Monday, November 26, 2012

Needed: A New Focus on US-Mexico Border Area Crime and Drugs

By Jerry Brewer

From its inception, the term "drug war" has gone from a decades old cliché of saving us from ourselves, to what is now a battered moniker of perceived failure and frustration that is widely misunderstood.

Many of the protagonists of the drug war profanity posture stem from a general lack of comprehensive analysis of the intricate issues involving threat assessment and conflict resolution. Yes, billions of dollars have been spent in drug interdiction, and yes drugs appear to be more prevalent than ever -- and in a myriad of ever-increasing mind altering highs and body numbing flavors.

Will an actual war on drugs ever be truly won?

The first step in resolving the conflict resides in understanding that the US drug demand is enormous and not declining. The illicit drug market (demand) is estimated to be at least $US64 billion. The second stage of thought in this hedonistic demand conundrum is recognizing that drug use is escalating exponentially throughout the hemisphere.

Within the context of a necessary shift in strategic and proactive enforcement, mental acuity must be directed to the reasons Mexico, Central and South American nations are experiencing some of the highest homicide rates in the world.

The answer is transnational organized crime.

The controversial but popular thought processes and opinions on legalizing drugs appear to be in contrast to those in actually understanding the true business of organized crime, which is essentially massive illicit profits, regardless of the contraband commodity or sources. A popular quick retort, lacking sufficient research on the drug scourge and its misery, is "just legalize [and] tax it and the traffickers will be out of business."

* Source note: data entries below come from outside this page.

// Generated-column collaborators.
//
// Expression evaluation itself lives outside the engine; these traits are
// the seam. Everything that is pure schema work (which columns are
// generated, which are virtual, dependency ordering) has default
// implementations so an evaluator only supplies `evaluate`.

use crate::catalog::{GeneratedKind, TableInfo};
use crate::common::{Row, Value};
use crate::Result;
use std::collections::HashSet;
use std::sync::Arc;

/// Evaluates generated-column expressions against a row.
pub trait GeneratedColumnEvaluator: Send + Sync {
    /// Evaluate one expression. The row carries the dependency values.
    fn evaluate(&self, expression: &str, row: &Row, schema: &TableInfo) -> Result<Value>;

    /// Compute every STORED generated column into the row, in dependency
    /// order (the schema was validated acyclic at CREATE TABLE).
    fn evaluate_all(&self, row: &mut Row, schema: &TableInfo) -> Result<()> {
        for column in generated_in_dependency_order(schema) {
            let Some(generated) = &column.generated else { continue };
            if generated.kind != GeneratedKind::Stored {
                continue;
            }
            let value = self
                .evaluate(&generated.expression, row, schema)
                .unwrap_or(Value::Null);
            row.insert(column.name.clone(), value);
        }
        Ok(())
    }

    /// Recompute the generated columns affected by an update to `columns`,
    /// directly or transitively.
    fn evaluate_affected(&self, row: &mut Row, columns: &[String], schema: &TableInfo) -> Result<()> {
        let affected = self.affected_generated_columns(columns, schema);
        for column in generated_in_dependency_order(schema) {
            if !affected.contains(&column.name) {
                continue;
            }
            let Some(generated) = &column.generated else { continue };
            if generated.kind != GeneratedKind::Stored {
                continue;
            }
            let value = self
                .evaluate(&generated.expression, row, schema)
                .unwrap_or(Value::Null);
            row.insert(column.name.clone(), value);
        }
        Ok(())
    }

    /// Generated columns whose dependency closure intersects `updated`.
    fn affected_generated_columns(&self, updated: &[String], schema: &TableInfo) -> Vec<String> {
        let mut dirty: HashSet<&str> = updated.iter().map(String::as_str).collect();
        let mut affected = Vec::new();
        // Dependency order guarantees a single pass reaches the closure.
        for column in generated_in_dependency_order(schema) {
            let Some(generated) = &column.generated else { continue };
            if generated.depends_on.iter().any(|d| dirty.contains(d.as_str())) {
                dirty.insert(column.name.as_str());
                affected.push(column.name.clone());
            }
        }
        affected
    }

    /// Strip caller-supplied values for generated columns; callers may not
    /// set them.
    fn filter_generated_columns(&self, row: &mut Row, schema: &TableInfo) {
        for column in &schema.columns {
            if column.generated.is_some() {
                row.remove(&column.name);
            }
        }
    }

    fn is_virtual_column(&self, name: &str, schema: &TableInfo) -> bool {
        schema.column(name).map(|c| c.is_virtual()).unwrap_or(false)
    }

    fn set_generated_columns_null(&self, row: &mut Row, schema: &TableInfo) {
        for column in &schema.columns {
            if column.generated.is_some() {
                row.insert(column.name.clone(), Value::Null);
            }
        }
    }
}

/// Computes VIRTUAL columns on the read path.
pub trait VirtualColumnCalculator: Send + Sync {
    fn has_virtual_columns(&self, schema: &TableInfo) -> bool {
        schema.has_virtual_columns()
    }

    /// Fill virtual columns for a batch of rows. A failed expression leaves
    /// NULL in that column; the batch itself never fails.
    fn calculate_batch(&self, rows: &mut [Row], schema: &TableInfo) -> Result<()>;
}

/// Evaluator that resolves every expression to NULL. The engine default: it
/// keeps the generated-column bookkeeping exact while leaving real
/// expression semantics to the integrating layer.
#[derive(Debug, Default, Clone, Copy)]
pub struct NullEvaluator;

impl GeneratedColumnEvaluator for NullEvaluator {
    fn evaluate(&self, _expression: &str, _row: &Row, _schema: &TableInfo) -> Result<Value> {
        Ok(Value::Null)
    }
}

/// Virtual-column calculator backed by a generated-column evaluator.
pub struct EvaluatorVirtuals {
    evaluator: Arc<dyn GeneratedColumnEvaluator>,
}

impl EvaluatorVirtuals {
    pub fn new(evaluator: Arc<dyn GeneratedColumnEvaluator>) -> Self {
        Self { evaluator }
    }
}

impl VirtualColumnCalculator for EvaluatorVirtuals {
    fn calculate_batch(&self, rows: &mut [Row], schema: &TableInfo) -> Result<()> {
        let virtuals: Vec<_> = schema
            .columns
            .iter()
            .filter(|c| c.is_virtual())
            .collect();
        if virtuals.is_empty() {
            return Ok(());
        }
        for row in rows.iter_mut() {
            for column in &virtuals {
                let Some(generated) = &column.generated else { continue };
                let value = self
                    .evaluator
                    .evaluate(&generated.expression, row, schema)
                    .unwrap_or(Value::Null);
                row.insert(column.name.clone(), value);
            }
        }
        Ok(())
    }
}

/// Generated columns ordered so dependencies come before dependents.
fn generated_in_dependency_order(schema: &TableInfo) -> Vec<&crate::catalog::ColumnInfo> {
    let generated: Vec<_> = schema.columns.iter().filter(|c| c.generated.is_some()).collect();
    let mut ordered: Vec<&crate::catalog::ColumnInfo> = Vec::with_capacity(generated.len());
    let mut placed: HashSet<&str> = HashSet::new();

    // Bounded iteration; the schema was validated acyclic.
    for _ in 0..generated.len() {
        for &column in &generated {
            if placed.contains(column.name.as_str()) {
                continue;
            }
            let deps_ready = column
                .generated
                .as_ref()
                .map(|g| {
                    g.depends_on.iter().all(|d| {
                        placed.contains(d.as_str())
                            || schema.column(d).map(|c| c.generated.is_none()).unwrap_or(true)
                    })
                })
                .unwrap_or(true);
            if deps_ready {
                placed.insert(column.name.as_str());
                ordered.push(column);
            }
        }
        if ordered.len() == generated.len() {
            break;
        }
    }
    ordered
}

#[cfg(test)]
mod tests {
    use super::*;
    use crate::catalog::{ColumnInfo, DataType, GeneratedKind};
    use crate::error::DbError;

    /// Test evaluator: "<col> * 2" doubles an integer column.
    struct DoublingEvaluator;

    impl GeneratedColumnEvaluator for DoublingEvaluator {
        fn evaluate(&self, expression: &str, row: &Row, _schema: &TableInfo) -> Result<Value> {
            let column = expression
                .strip_suffix(" * 2")
                .ok_or_else(|| DbError::Internal(format!("bad expression {}", expression)))?;
            let base = row.get(column).and_then(Value::as_i64).unwrap_or(0);
            Ok(Value::Int64(base * 2))
        }
    }

    fn schema() -> TableInfo {
        TableInfo::new(
            "t",
            vec![
                ColumnInfo::new("a", DataType::Int64),
                ColumnInfo::new("double_a", DataType::Int64).generated(
                    GeneratedKind::Stored,
                    "a * 2",
                    vec!["a".into()],
                ),
                ColumnInfo::new("quad_a", DataType::Int64).generated(
                    GeneratedKind::Stored,
                    "double_a * 2",
                    vec!["double_a".into()],
                ),
                ColumnInfo::new("view_a", DataType::Int64).generated(
                    GeneratedKind::Virtual,
                    "a * 2",
                    vec!["a".into()],
                ),
            ],
        )
    }

    #[test]
    fn test_evaluate_all_follows_dependencies() {
        let schema = schema();
        let mut row = Row::new();
        row.insert("a".to_string(), Value::Int64(3));

        DoublingEvaluator.evaluate_all(&mut row, &schema).unwrap();
        assert_eq!(row["double_a"], Value::Int64(6));
        assert_eq!(row["quad_a"], Value::Int64(12));
        // VIRTUAL columns are never stored.
        assert!(!row.contains_key("view_a"));
    }

    #[test]
    fn test_affected_closure() {
        let schema = schema();
        let affected = DoublingEvaluator.affected_generated_columns(&["a".to_string()], &schema);
        assert!(affected.contains(&"double_a".to_string()));
        assert!(affected.contains(&"quad_a".to_string()));
        assert!(affected.contains(&"view_a".to_string()));
    }

    #[test]
    fn test_filter_strips_caller_values() {
        let schema = schema();
        let mut row = Row::new();
        row.insert("a".to_string(), Value::Int64(1));
        row.insert("double_a".to_string(), Value::Int64(999));

        DoublingEvaluator.filter_generated_columns(&mut row, &schema);
        assert!(!row.contains_key("double_a"));
        assert!(row.contains_key("a"));
    }

    #[test]
    fn test_virtual_batch() {
        let schema = schema();
        let calc = EvaluatorVirtuals::new(Arc::new(DoublingEvaluator));
        let mut rows = vec![{
            let mut r = Row::new();
            r.insert("a".to_string(), Value::Int64(5));
            r
        }];
        calc.calculate_batch(&mut rows, &schema).unwrap();
        assert_eq!(rows[0]["view_a"], Value::Int64(10));
    }

    #[test]
    fn test_null_evaluator() {
        let schema = schema();
        let mut row = Row::new();
        row.insert("a".to_string(), Value::Int64(1));
        NullEvaluator.evaluate_all(&mut row, &schema).unwrap();
        assert_eq!(row["double_a"], Value::Null);
    }
}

The situational astute thought process realizes that although some drug(s) could be legalized, a myriad of others would not. Regardless, there would be a continued worldwide illicit demand for narcotics contraband that would theoretically always push the envelope of medical tolerance and human safety medical limits. 

Apart from the war on drugs itself, which is somewhat unfairly attributed to all the massive death and carnage throughout Mexico and Latin America, are the highly and financially lucrative crimes of organized criminal activity (much as a supplement to drug trafficking) in kidnapping/extortion, human/sex trafficking, robbery, murder for hire, and related acts of violence and human rights abuses. As well, the smuggling of illegal migrants from many nations continues.

In focusing on Mexico (and it pertains to many areas of Central and South America), the years of nebulous haze have hidden the true homeland security deficiencies that have brought a nation to what some say is near failed state status -- an absence of the rule of law, and/or the inherent inability to successfully confront an enemy, control their movements, and arrest and convict with cases resulting in extended incarceration.

Mexico and its contiguous northern neighbor, which is of course the United States, must focus on interdicting transnational organized crime in all its forms and contexts along the shared border of nearly 2,000 miles. Border fences and/or walls that are in place, and those planned, have shown major weaknesses and vulnerabilities. Sophisticated tunnels (some simple) to go under; ladders to climb over; catapults on the Mexican side to toss contraband; cranes; car carrier bridges to allow vehicles to drive over the fences; and even ultra-light aircraft to buzz over the walls to drop contraband are sobering messages that securing a homeland is much more than artificial barriers of little significance to criminal traffickers.

Border ports of entry and checkpoint locations continue to face significant numbers of altered vehicle/truck compartments and contraband stash locations for people, drugs and other illicit commodities.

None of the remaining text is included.